Something fun to do? An excuse to dress up and/or throw a party? Certainly.

Candy? YES!!

Regardless of the reason for Halloween’s spreading appeal, I can’t help but think of the oddness of this holiday that essentially – despite costumes and candy – is rooted in one basic human emotion:


Now, I’m not going to go all psychoanalytical or anthropological on you.

But I still find it interesting. Could it be that there’s a sliver of our biological make-up that thrives on fright?

I would think yes. And no. My one-year-old is the perfect example. On the one hand, there’s the thrill of being chased by mom and dad. (I’m gonna get you!!) On the other, anxiety spikes when the vacuum cleaner cuts a little too close for comfort…

Hm. Maybe what we humans are drawn to is controlled fear. I guess suspense is a good one-worder of what we seek at Halloween and even in day-to-day life.

So I ask myself: how does this concept apply in writing? What do you think (as a reader or a writer): isn’t an element of suspense necessary in any good story? Though some predictability is probably acceptable and even desired (who really wants perfect chaos?), not every detail and plot turn should be completely expected. Right?

Megan Follows’ fabulous portrayal of Anne in the Anne of Green Gables TV series guides us here. Picture Anne and Diana walking through the dark forest, sharing overheard ghost tales. Diana tells Anne she is scared. What does Anne respond?

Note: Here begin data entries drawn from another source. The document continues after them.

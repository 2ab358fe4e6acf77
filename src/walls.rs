//! Boundary wall derivation.
//!
//! Walls are never edited directly. Whenever the room set changes the whole
//! wall list is rebuilt by walking the rooms 4-connected to room 0 and
//! emitting one segment for every side that faces an empty cell. Rooms not
//! connected to room 0 are never visited and get no walls.

use rustc_hash::FxHashMap;

use crate::error::PlanError;
use crate::plan::Room;

/// Length in pixels of the normal indicator drawn off each wall.
pub const NORMAL_LENGTH: i32 = 4;

/// A derived boundary segment between an occupied and an empty cell.
#[derive(Debug, Clone, Copy, PartialEq, Eq)]
pub struct Wall {
    /// Endpoints in grid-node coordinates. The order fixes the normal's side.
    pub a: [i32; 2],
    pub b: [i32; 2],
    /// Pixel midpoint of the segment.
    pub normal_origin: [i32; 2],
    /// Pixel offset along the segment, scaled to `NORMAL_LENGTH`.
    pub normal_delta: [i32; 2],
}

impl Wall {
    pub fn new(a: [i32; 2], b: [i32; 2], cell_scale: i32) -> Self {
        let (x0, y0) = (a[0] * cell_scale, a[1] * cell_scale);
        let (x1, y1) = (b[0] * cell_scale, b[1] * cell_scale);
        let (dx, dy) = (x0 - x1, y0 - y1);
        let length = ((dx as f64).powi(2) + (dy as f64).powi(2)).sqrt() as i32;
        let normal_delta = if length == 0 {
            [0, 0]
        } else {
            [NORMAL_LENGTH * dx / length, NORMAL_LENGTH * dy / length]
        };
        Self {
            a,
            b,
            normal_origin: [(x0 + x1) / 2, (y0 + y1) / 2],
            normal_delta,
        }
    }

    /// Pixel endpoint of the normal indicator, perpendicular to the segment.
    #[inline]
    pub fn normal_tip(&self) -> [i32; 2] {
        [
            self.normal_origin[0] - self.normal_delta[1],
            self.normal_origin[1] + self.normal_delta[0],
        ]
    }
}

#[derive(Debug, Clone, Copy, PartialEq, Eq)]
enum Side {
    North,
    South,
    West,
    East,
}

const SIDES: [Side; 4] = [Side::North, Side::South, Side::West, Side::East];

impl Side {
    fn neighbour(self, [cx, cy]: [i32; 2]) -> [i32; 2] {
        match self {
            Side::North => [cx, cy - 1],
            Side::South => [cx, cy + 1],
            Side::West => [cx - 1, cy],
            Side::East => [cx + 1, cy],
        }
    }

    /// Shared edge between the cell and its neighbour on this side.
    fn edge(self, [cx, cy]: [i32; 2]) -> ([i32; 2], [i32; 2]) {
        match self {
            Side::North => ([cx + 1, cy], [cx, cy]),
            Side::South => ([cx, cy + 1], [cx + 1, cy + 1]),
            Side::West => ([cx, cy], [cx, cy + 1]),
            Side::East => ([cx + 1, cy + 1], [cx + 1, cy]),
        }
    }
}

/// Rebuild the wall list for `rooms`, walking from room 0.
///
/// Fails without producing a partial list when more than `max_walls` walls
/// would be needed.
pub fn derive_walls(
    rooms: &[Room],
    cell_scale: i32,
    max_walls: usize,
) -> Result<Vec<Wall>, PlanError> {
    let mut walls = Vec::new();
    if rooms.is_empty() {
        return Ok(walls);
    }

    // First room wins for each cell, same as a linear scan would.
    let mut lookup: FxHashMap<[i32; 2], usize> = FxHashMap::default();
    for (i, room) in rooms.iter().enumerate().rev() {
        lookup.insert(room.cell(), i);
    }

    let mut visited = vec![false; rooms.len()];
    // Each frame is (room index, next side to look at). Walking the sides in
    // order and descending into a neighbour before the next side gives the
    // same wall order as a plain recursive walk.
    let mut stack: Vec<(usize, usize)> = vec![(0, 0)];
    visited[0] = true;

    while let Some(frame) = stack.last_mut() {
        let (index, side_cursor) = *frame;
        if side_cursor == SIDES.len() {
            stack.pop();
            continue;
        }
        frame.1 += 1;

        let side = SIDES[side_cursor];
        let cell = rooms[index].cell();
        match lookup.get(&side.neighbour(cell)) {
            None => {
                if walls.len() == max_walls {
                    return Err(PlanError::CapacityExceeded {
                        what: "wall",
                        limit: max_walls,
                    });
                }
                let (a, b) = side.edge(cell);
                walls.push(Wall::new(a, b, cell_scale));
            }
            Some(&next) => {
                // mark before descending so two neighbours never re-enter each other
                if !visited[next] {
                    visited[next] = true;
                    stack.push((next, 0));
                }
            }
        }
    }

    Ok(walls)
}

#[cfg(test)]
mod tests {
    use super::*;

    fn rooms(cells: &[[i32; 2]]) -> Vec<Room> {
        cells.iter().map(|&[x, y]| Room { x, y }).collect()
    }

    fn derive(cells: &[[i32; 2]]) -> Vec<Wall> {
        derive_walls(&rooms(cells), 32, 4096).unwrap()
    }

    #[test]
    fn no_rooms_no_walls() {
        assert!(derive(&[]).is_empty());
    }

    #[test]
    fn single_room_is_a_unit_square() {
        let walls = derive(&[[0, 0]]);
        let edges: Vec<_> = walls.iter().map(|w| (w.a, w.b)).collect();
        assert_eq!(
            edges,
            vec![
                ([1, 0], [0, 0]),
                ([0, 1], [1, 1]),
                ([0, 0], [0, 1]),
                ([1, 1], [1, 0]),
            ]
        );
    }

    #[test]
    fn adjacent_rooms_share_no_wall() {
        let walls = derive(&[[0, 0], [1, 0]]);
        assert_eq!(walls.len(), 6);
        // the shared edge x = 1, y in 0..1 is absent in both orientations
        assert!(!walls.iter().any(|w| w.a[0] == 1 && w.b[0] == 1));
    }

    #[test]
    fn disconnected_rooms_get_no_walls() {
        let walls = derive(&[[0, 0], [5, 5]]);
        assert_eq!(walls.len(), 4);
        assert!(walls.iter().all(|w| w.a[0] <= 1 && w.a[1] <= 1));

        // only the component containing room 0 is walked
        let walls = derive(&[[5, 5], [0, 0], [1, 0]]);
        assert_eq!(walls.len(), 4);
    }

    /// Distinct cells in a small area, so most sets have adjacent rooms.
    fn random_cells(seed: &mut u64, count: usize) -> Vec<[i32; 2]> {
        let mut next = || {
            // xorshift64
            *seed ^= *seed << 13;
            *seed ^= *seed >> 7;
            *seed ^= *seed << 17;
            (*seed % 8) as i32 - 2
        };
        let mut cells = Vec::new();
        while cells.len() < count {
            let cell = [next(), next()];
            if !cells.contains(&cell) {
                cells.push(cell);
            }
        }
        cells
    }

    #[test]
    fn derivation_is_idempotent() {
        let cells = [[2, 2], [2, 3], [3, 3], [4, 3], [4, 2], [9, 9], [3, 4]];
        assert_eq!(derive(&cells), derive(&cells));

        let mut seed = 0x9E37_79B9_7F4A_7C15;
        for round in 0..200 {
            let cells = random_cells(&mut seed, 1 + round % 40);
            let first = derive(&cells);
            assert_eq!(first, derive(&cells), "room set {cells:?}");
            assert!(first.len() <= 4 * cells.len());
        }
    }

    #[test]
    fn ring_of_rooms_walls_inner_and_outer_edges() {
        // 3x3 block with the middle missing
        let mut cells = Vec::new();
        for y in 0..3 {
            for x in 0..3 {
                if (x, y) != (1, 1) {
                    cells.push([x, y]);
                }
            }
        }
        let walls = derive(&cells);
        assert_eq!(walls.len(), 12 + 4);
    }

    #[test]
    fn normals_are_truncated_and_perpendicular() {
        let walls = derive(&[[0, 0]]);
        let north = walls[0];
        assert_eq!(north.normal_origin, [16, 0]);
        assert_eq!(north.normal_delta, [4, 0]);
        assert_eq!(north.normal_tip(), [16, 4]);

        let east = walls[3];
        assert_eq!(east.normal_origin, [32, 16]);
        assert_eq!(east.normal_delta, [0, 4]);
        assert_eq!(east.normal_tip(), [28, 16]);
    }

    #[test]
    fn zero_length_segment_has_no_normal() {
        let wall = Wall::new([1, 1], [1, 1], 32);
        assert_eq!(wall.normal_delta, [0, 0]);
    }

    #[test]
    fn wall_limit_is_reported() {
        let err = derive_walls(&rooms(&[[0, 0], [1, 0]]), 32, 5).unwrap_err();
        assert_eq!(
            err,
            PlanError::CapacityExceeded {
                what: "wall",
                limit: 5
            }
        );
    }
}
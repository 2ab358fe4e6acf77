//! Placed markers (furniture, spawn points, ...) on the thing grid.

use tracing::debug;

use crate::error::PlanError;
use crate::grid::snap_point_to_cell;

#[derive(Debug, Clone, Copy, PartialEq, Eq)]
pub enum Facing {
    East = 0,
    North = 1,
    West = 2,
    South = 3,
}

impl Facing {
    pub fn from_index(n: usize) -> Self {
        match n % 4 {
            0 => Facing::East,
            1 => Facing::North,
            2 => Facing::West,
            _ => Facing::South,
        }
    }

    #[inline]
    pub fn index(self) -> i32 {
        self as i32
    }

    /// Unit step in screen space (y grows downwards).
    pub fn direction(self) -> [i32; 2] {
        match self {
            Facing::East => [1, 0],
            Facing::North => [0, -1],
            Facing::West => [-1, 0],
            Facing::South => [0, 1],
        }
    }
}

#[derive(Debug, Clone, Copy, PartialEq, Eq)]
pub struct Thing {
    pub flags: u64,
    /// Top-left pixel of the thing's tile, a multiple of the thing scale.
    pub position: [i32; 2],
    pub kind: i32,
    pub facing: Facing,
}

/// Result of a click with the thing tool.
#[derive(Debug, Clone, Copy, PartialEq, Eq)]
pub enum Placement {
    Created(usize),
    Selected(usize),
}

impl Placement {
    pub fn index(self) -> usize {
        match self {
            Placement::Created(i) | Placement::Selected(i) => i,
        }
    }
}

pub struct ThingRegistry {
    things: Vec<Thing>,
    limit: usize,
}

impl ThingRegistry {
    pub fn new(limit: usize) -> Self {
        Self {
            things: Vec::new(),
            limit,
        }
    }

    pub fn all(&self) -> &[Thing] {
        &self.things
    }

    pub fn get(&self, index: usize) -> Option<&Thing> {
        self.things.get(index)
    }

    pub fn len(&self) -> usize {
        self.things.len()
    }

    pub fn find(&self, position: [i32; 2]) -> Option<usize> {
        self.things.iter().position(|t| t.position == position)
    }

    /// Select the thing on the tile under pixel `p`, or put a new one there.
    pub fn place_or_select(&mut self, p: [i32; 2], thing_scale: i32) -> Result<Placement, PlanError> {
        let position = snap_point_to_cell(p, thing_scale);
        if let Some(index) = self.find(position) {
            return Ok(Placement::Selected(index));
        }
        if self.things.len() >= self.limit {
            return Err(PlanError::CapacityExceeded {
                what: "thing",
                limit: self.limit,
            });
        }

        let index = self.things.len();
        self.things.push(Thing {
            flags: 0,
            position,
            kind: 0,
            facing: Facing::from_index(index),
        });
        debug!(index, x = position[0], y = position[1], "thing placed");
        Ok(Placement::Created(index))
    }

    pub fn set_facing(&mut self, selection: Option<usize>, facing: Facing) -> Result<(), PlanError> {
        let index = selection.ok_or(PlanError::NoSelection)?;
        let thing = self
            .things
            .get_mut(index)
            .ok_or(PlanError::ThingNotFound { index })?;
        thing.facing = facing;
        Ok(())
    }
}

#[cfg(test)]
mod tests {
    use super::*;

    #[test]
    fn same_tile_selects_instead_of_duplicating() {
        let mut reg = ThingRegistry::new(16);
        let first = reg.place_or_select([17, 23], 8).unwrap();
        assert_eq!(first, Placement::Created(0));
        let second = reg.place_or_select([22, 19], 8).unwrap();
        assert_eq!(second, Placement::Selected(0));
        assert_eq!(reg.len(), 1);
        assert_eq!(reg.get(0).unwrap().position, [16, 16]);
    }

    #[test]
    fn default_facing_cycles_with_creation_count() {
        let mut reg = ThingRegistry::new(16);
        for i in 0..5 {
            reg.place_or_select([i * 8 + 4, 4], 8).unwrap();
        }
        let facings: Vec<_> = reg.all().iter().map(|t| t.facing).collect();
        assert_eq!(
            facings,
            vec![
                Facing::East,
                Facing::North,
                Facing::West,
                Facing::South,
                Facing::East
            ]
        );
    }

    #[test]
    fn facing_needs_a_selection() {
        let mut reg = ThingRegistry::new(16);
        reg.place_or_select([0, 0], 8).unwrap();
        assert_eq!(reg.set_facing(None, Facing::North), Err(PlanError::NoSelection));
        assert_eq!(
            reg.set_facing(Some(3), Facing::North),
            Err(PlanError::ThingNotFound { index: 3 })
        );
        reg.set_facing(Some(0), Facing::South).unwrap();
        assert_eq!(reg.get(0).unwrap().facing, Facing::South);
    }

    #[test]
    fn thing_limit() {
        let mut reg = ThingRegistry::new(1);
        reg.place_or_select([0, 0], 8).unwrap();
        assert!(matches!(
            reg.place_or_select([40, 40], 8),
            Err(PlanError::CapacityExceeded { what: "thing", .. })
        ));
        // selecting still works at the limit
        assert_eq!(reg.place_or_select([0, 0], 8), Ok(Placement::Selected(0)));
    }
}
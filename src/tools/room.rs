use super::{CursorKind, Lifecycle, Tool, ToolContext};
use crate::canvas::{Canvas, Color};
use crate::grid::{point_to_cell, snap_point_to_cell};
use crate::input::{InputEvent, Key, MouseButton};
use crate::plan::Plan;

pub const CROSSHAIR_COLOR: Color = Color::rgb(200, 200, 200);

/// Places rooms with left click / Space and removes them with right click /
/// Delete.
#[derive(Default)]
pub struct RoomTool;

impl Tool for RoomTool {
    fn handle_event(
        &mut self,
        ctx: &mut ToolContext<'_>,
        event: Option<&InputEvent>,
        cursor: [i32; 2],
        signal: Lifecycle,
    ) {
        match signal {
            Lifecycle::Reset => ctx.cursor.kind = CursorKind::Arrow,
            Lifecycle::Begin | Lifecycle::Stop => {}
            Lifecycle::Normal => {
                let [cx, cy] = point_to_cell(cursor, ctx.plan.cell_scale());
                let result = match event {
                    Some(InputEvent::Key(Key::Space) | InputEvent::MouseDown(MouseButton::Left)) => {
                        ctx.plan.create_room(cx, cy).map(drop)
                    }
                    Some(InputEvent::Key(Key::Delete) | InputEvent::MouseDown(MouseButton::Right)) => {
                        ctx.plan.delete_room(cx, cy).map(drop)
                    }
                    _ => Ok(()),
                };
                if let Err(e) = result {
                    ctx.status.warning(e);
                }
            }
        }
    }

    fn draw(&self, canvas: &mut dyn Canvas, plan: &Plan, cursor: [i32; 2], ticks_ms: u64) {
        let (w, h) = canvas.size();
        let [mx, my] = cursor;
        canvas.draw_line(mx, 0, mx, h, CROSSHAIR_COLOR);
        canvas.draw_line(0, my, w, my, CROSSHAIR_COLOR);

        let scale = plan.cell_scale();
        let [x, y] = snap_point_to_cell(cursor, scale);
        let alpha = (255.0 * (ticks_ms as f32 / 300.0).sin().abs()) as u8;
        canvas.fill_rect(x, y, scale, scale, Color::rgba(255, 0, 0, alpha));
    }
}
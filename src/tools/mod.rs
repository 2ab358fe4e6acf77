//! Editing tools and the dispatcher that keeps exactly one of them active.

use tracing::debug;

use crate::canvas::Canvas;
use crate::input::InputEvent;
use crate::plan::Plan;
use crate::status::StatusLine;

mod export;
mod help;
mod room;
mod thing;

pub use export::ExportTool;
pub use help::HelpTool;
pub use room::RoomTool;
pub use thing::ThingTool;

/// Why a tool is being called.
#[derive(Debug, Clone, Copy, PartialEq, Eq)]
pub enum Lifecycle {
    /// Regular input while active.
    Normal,
    /// Re-selected while active, or cancelled: back to a neutral sub-state.
    Reset,
    /// About to become inactive.
    Stop,
    /// Just became active.
    Begin,
}

#[derive(Debug, Clone, Copy, PartialEq, Eq)]
pub enum ToolKind {
    Help,
    Room,
    Thing,
    Export,
}

impl ToolKind {
    #[cfg(test)]
    pub const ALL: [ToolKind; 4] = [ToolKind::Help, ToolKind::Room, ToolKind::Thing, ToolKind::Export];

    #[inline]
    fn slot(self) -> usize {
        self as usize
    }
}

#[derive(Debug, Clone, Copy, PartialEq, Eq)]
pub enum CursorKind {
    Arrow,
    Text,
}

/// System cursor as the tools want it; applied to the window every frame.
#[derive(Debug, Clone, Copy, PartialEq, Eq)]
pub struct CursorState {
    pub kind: CursorKind,
    pub visible: bool,
}

impl Default for CursorState {
    fn default() -> Self {
        Self {
            kind: CursorKind::Arrow,
            visible: true,
        }
    }
}

/// What a tool may touch while handling a call.
pub struct ToolContext<'a> {
    pub plan: &'a mut Plan,
    pub status: &'a mut StatusLine,
    pub cursor: &'a mut CursorState,
}

pub trait Tool {
    /// `event` is only set for `Lifecycle::Normal`.
    fn handle_event(
        &mut self,
        ctx: &mut ToolContext<'_>,
        event: Option<&InputEvent>,
        cursor: [i32; 2],
        signal: Lifecycle,
    );

    fn draw(&self, canvas: &mut dyn Canvas, plan: &Plan, cursor: [i32; 2], ticks_ms: u64);
}

/// Lifecycle calls needed to go from `current` to `requested`.
pub fn transition(current: ToolKind, requested: ToolKind) -> Vec<(ToolKind, Lifecycle)> {
    if current == requested {
        vec![(current, Lifecycle::Reset)]
    } else {
        vec![(current, Lifecycle::Stop), (requested, Lifecycle::Begin)]
    }
}

pub struct Toolbox {
    tools: [Box<dyn Tool>; 4],
    active: ToolKind,
}

impl Toolbox {
    /// Tools in `ToolKind` declaration order. Help starts active but has not been
    /// sent `Begin` yet.
    pub fn with_tools(tools: [Box<dyn Tool>; 4]) -> Self {
        Self {
            tools,
            active: ToolKind::Help,
        }
    }

    pub fn active(&self) -> ToolKind {
        self.active
    }

    pub fn begin(&mut self, ctx: &mut ToolContext<'_>, cursor: [i32; 2]) {
        self.signal(self.active, ctx, cursor, Lifecycle::Begin);
    }

    /// Make `requested` active, running the lifecycle hooks. Returns true if
    /// the active tool changed.
    pub fn switch_to(&mut self, requested: ToolKind, ctx: &mut ToolContext<'_>, cursor: [i32; 2]) -> bool {
        let from = self.active;
        for (kind, signal) in transition(from, requested) {
            self.signal(kind, ctx, cursor, signal);
        }
        self.active = requested;
        if from != requested {
            *ctx.cursor = CursorState {
                kind: CursorKind::Arrow,
                ..*ctx.cursor
            };
            debug!(?from, to = ?requested, "tool switched");
        }
        from != requested
    }

    pub fn signal(&mut self, kind: ToolKind, ctx: &mut ToolContext<'_>, cursor: [i32; 2], signal: Lifecycle) {
        self.tools[kind.slot()].handle_event(ctx, None, cursor, signal);
    }

    pub fn dispatch(&mut self, event: &InputEvent, ctx: &mut ToolContext<'_>, cursor: [i32; 2]) {
        self.tools[self.active.slot()].handle_event(ctx, Some(event), cursor, Lifecycle::Normal);
    }

    pub fn draw(&self, canvas: &mut dyn Canvas, plan: &Plan, cursor: [i32; 2], ticks_ms: u64) {
        self.tools[self.active.slot()].draw(canvas, plan, cursor, ticks_ms);
    }
}

/// Owned state a `ToolContext` can borrow from in tests.
#[cfg(test)]
pub(crate) struct Harness {
    pub plan: Plan,
    pub status: StatusLine,
    pub cursor: CursorState,
}

#[cfg(test)]
impl Harness {
    pub fn new() -> Self {
        Self {
            plan: Plan::new(32, crate::plan::Limits::default()),
            status: StatusLine::default(),
            cursor: CursorState::default(),
        }
    }

    pub fn ctx(&mut self) -> ToolContext<'_> {
        ToolContext {
            plan: &mut self.plan,
            status: &mut self.status,
            cursor: &mut self.cursor,
        }
    }
}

“So am I. Deliciously scared.”

Yes! Deliciously scared! As writers, don’t we want our readers to be deliciously scared? Even if we don’t write in the horror or suspense genres, our stories certainly need tension and conflict. In some ways, one of our ultimate goals is to make the readers care about what happens to the characters in our story – to make them concerned about our characters’ fates, to make them “scared” on our characters’ behalf.

Note to self: make the reader deliciously scared.

So thank you, Halloween and Anne, for making a point about the scary dimensions in life.

And fiction.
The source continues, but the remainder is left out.